[Saved data entries]

-------

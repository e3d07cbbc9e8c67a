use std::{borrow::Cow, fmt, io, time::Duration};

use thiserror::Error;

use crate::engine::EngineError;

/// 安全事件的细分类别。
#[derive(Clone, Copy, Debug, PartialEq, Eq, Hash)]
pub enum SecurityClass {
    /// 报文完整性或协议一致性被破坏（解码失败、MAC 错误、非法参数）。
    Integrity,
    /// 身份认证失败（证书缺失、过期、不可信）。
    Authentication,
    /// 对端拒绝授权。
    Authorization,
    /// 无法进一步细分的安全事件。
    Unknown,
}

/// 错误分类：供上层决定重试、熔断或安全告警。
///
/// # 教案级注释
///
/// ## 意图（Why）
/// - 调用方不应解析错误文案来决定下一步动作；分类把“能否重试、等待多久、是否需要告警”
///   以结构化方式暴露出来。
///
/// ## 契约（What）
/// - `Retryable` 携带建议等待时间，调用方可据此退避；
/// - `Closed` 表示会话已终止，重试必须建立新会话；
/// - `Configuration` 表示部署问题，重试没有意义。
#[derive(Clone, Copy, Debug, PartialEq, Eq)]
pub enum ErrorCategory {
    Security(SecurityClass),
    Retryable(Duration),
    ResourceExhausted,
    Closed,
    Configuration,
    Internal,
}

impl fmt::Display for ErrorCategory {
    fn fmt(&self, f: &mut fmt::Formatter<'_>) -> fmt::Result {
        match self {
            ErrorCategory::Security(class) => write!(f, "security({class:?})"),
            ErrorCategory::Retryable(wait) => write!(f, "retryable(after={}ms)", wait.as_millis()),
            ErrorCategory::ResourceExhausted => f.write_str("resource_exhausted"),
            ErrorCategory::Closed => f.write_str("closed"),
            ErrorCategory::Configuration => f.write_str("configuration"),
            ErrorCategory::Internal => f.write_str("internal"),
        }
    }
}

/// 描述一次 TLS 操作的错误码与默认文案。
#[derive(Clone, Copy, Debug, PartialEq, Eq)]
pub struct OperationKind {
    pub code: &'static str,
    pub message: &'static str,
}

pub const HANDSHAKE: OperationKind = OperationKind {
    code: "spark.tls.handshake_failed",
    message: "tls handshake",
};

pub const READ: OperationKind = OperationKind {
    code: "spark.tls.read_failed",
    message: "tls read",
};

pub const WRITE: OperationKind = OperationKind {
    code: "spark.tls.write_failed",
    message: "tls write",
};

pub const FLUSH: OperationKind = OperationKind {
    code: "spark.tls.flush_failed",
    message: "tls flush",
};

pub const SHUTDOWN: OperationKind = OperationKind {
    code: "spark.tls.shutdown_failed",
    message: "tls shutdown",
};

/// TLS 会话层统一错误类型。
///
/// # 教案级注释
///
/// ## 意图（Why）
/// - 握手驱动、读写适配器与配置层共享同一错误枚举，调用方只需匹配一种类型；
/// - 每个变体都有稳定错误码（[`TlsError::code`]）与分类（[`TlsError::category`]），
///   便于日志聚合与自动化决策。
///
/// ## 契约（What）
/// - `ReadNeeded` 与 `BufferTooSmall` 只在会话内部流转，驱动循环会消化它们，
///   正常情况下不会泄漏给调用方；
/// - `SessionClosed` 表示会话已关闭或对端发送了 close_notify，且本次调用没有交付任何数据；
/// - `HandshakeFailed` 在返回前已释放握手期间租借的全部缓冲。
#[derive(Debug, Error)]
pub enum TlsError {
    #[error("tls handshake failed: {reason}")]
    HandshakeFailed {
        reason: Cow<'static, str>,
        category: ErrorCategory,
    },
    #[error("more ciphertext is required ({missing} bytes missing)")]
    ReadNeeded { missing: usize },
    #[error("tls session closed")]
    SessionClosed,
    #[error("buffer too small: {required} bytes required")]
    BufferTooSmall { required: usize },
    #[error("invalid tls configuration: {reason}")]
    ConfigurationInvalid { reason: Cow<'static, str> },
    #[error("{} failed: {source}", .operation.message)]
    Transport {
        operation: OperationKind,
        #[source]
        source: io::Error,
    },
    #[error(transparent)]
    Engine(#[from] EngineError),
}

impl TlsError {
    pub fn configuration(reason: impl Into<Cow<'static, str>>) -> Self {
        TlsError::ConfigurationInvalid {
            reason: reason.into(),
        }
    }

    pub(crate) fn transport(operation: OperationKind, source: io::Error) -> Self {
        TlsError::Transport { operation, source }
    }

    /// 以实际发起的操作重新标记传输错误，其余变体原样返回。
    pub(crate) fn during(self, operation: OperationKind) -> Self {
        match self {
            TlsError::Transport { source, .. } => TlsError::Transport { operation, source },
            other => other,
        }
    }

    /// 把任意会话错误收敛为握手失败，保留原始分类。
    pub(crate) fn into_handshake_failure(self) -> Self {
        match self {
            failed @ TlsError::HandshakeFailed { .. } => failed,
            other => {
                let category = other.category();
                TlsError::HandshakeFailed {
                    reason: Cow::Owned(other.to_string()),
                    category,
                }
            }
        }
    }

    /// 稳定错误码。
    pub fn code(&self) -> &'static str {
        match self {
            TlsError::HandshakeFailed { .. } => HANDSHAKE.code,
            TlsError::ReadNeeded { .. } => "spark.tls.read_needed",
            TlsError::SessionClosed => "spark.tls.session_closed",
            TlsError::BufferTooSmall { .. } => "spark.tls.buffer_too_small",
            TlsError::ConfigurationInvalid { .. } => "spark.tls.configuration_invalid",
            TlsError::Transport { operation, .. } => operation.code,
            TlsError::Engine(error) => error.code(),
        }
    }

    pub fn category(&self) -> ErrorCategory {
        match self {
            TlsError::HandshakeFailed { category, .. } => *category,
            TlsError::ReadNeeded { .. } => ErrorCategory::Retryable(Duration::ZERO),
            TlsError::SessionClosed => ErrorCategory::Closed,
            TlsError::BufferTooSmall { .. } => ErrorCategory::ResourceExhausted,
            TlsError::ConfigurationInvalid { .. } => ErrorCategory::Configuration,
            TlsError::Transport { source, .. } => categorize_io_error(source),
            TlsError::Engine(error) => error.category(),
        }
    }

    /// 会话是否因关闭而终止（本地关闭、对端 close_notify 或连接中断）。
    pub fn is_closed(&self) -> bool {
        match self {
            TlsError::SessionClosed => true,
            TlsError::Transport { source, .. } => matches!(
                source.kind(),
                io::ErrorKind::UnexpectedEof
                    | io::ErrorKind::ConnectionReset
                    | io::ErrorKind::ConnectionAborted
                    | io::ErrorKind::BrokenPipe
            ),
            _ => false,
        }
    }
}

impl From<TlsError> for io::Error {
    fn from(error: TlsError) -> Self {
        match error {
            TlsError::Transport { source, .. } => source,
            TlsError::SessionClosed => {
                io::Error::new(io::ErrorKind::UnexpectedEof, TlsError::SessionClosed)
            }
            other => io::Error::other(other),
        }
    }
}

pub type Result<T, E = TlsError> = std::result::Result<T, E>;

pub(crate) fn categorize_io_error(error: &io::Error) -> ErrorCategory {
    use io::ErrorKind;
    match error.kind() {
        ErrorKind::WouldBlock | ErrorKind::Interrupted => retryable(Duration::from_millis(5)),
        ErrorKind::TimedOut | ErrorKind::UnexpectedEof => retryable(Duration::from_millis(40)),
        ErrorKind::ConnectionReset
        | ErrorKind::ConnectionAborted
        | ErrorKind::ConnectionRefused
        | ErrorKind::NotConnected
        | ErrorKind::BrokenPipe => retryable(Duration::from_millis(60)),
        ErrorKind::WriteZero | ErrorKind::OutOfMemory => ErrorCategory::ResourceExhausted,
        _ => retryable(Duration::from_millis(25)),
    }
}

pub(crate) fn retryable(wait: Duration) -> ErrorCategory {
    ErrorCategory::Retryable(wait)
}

-------

* _TASK INSTRUCTIONS_
Check each line above for the string "EngineError", then copy the ones that have it.

* _TASK OUTPUT_
use crate::engine::EngineError;
    Engine(#[from] EngineError),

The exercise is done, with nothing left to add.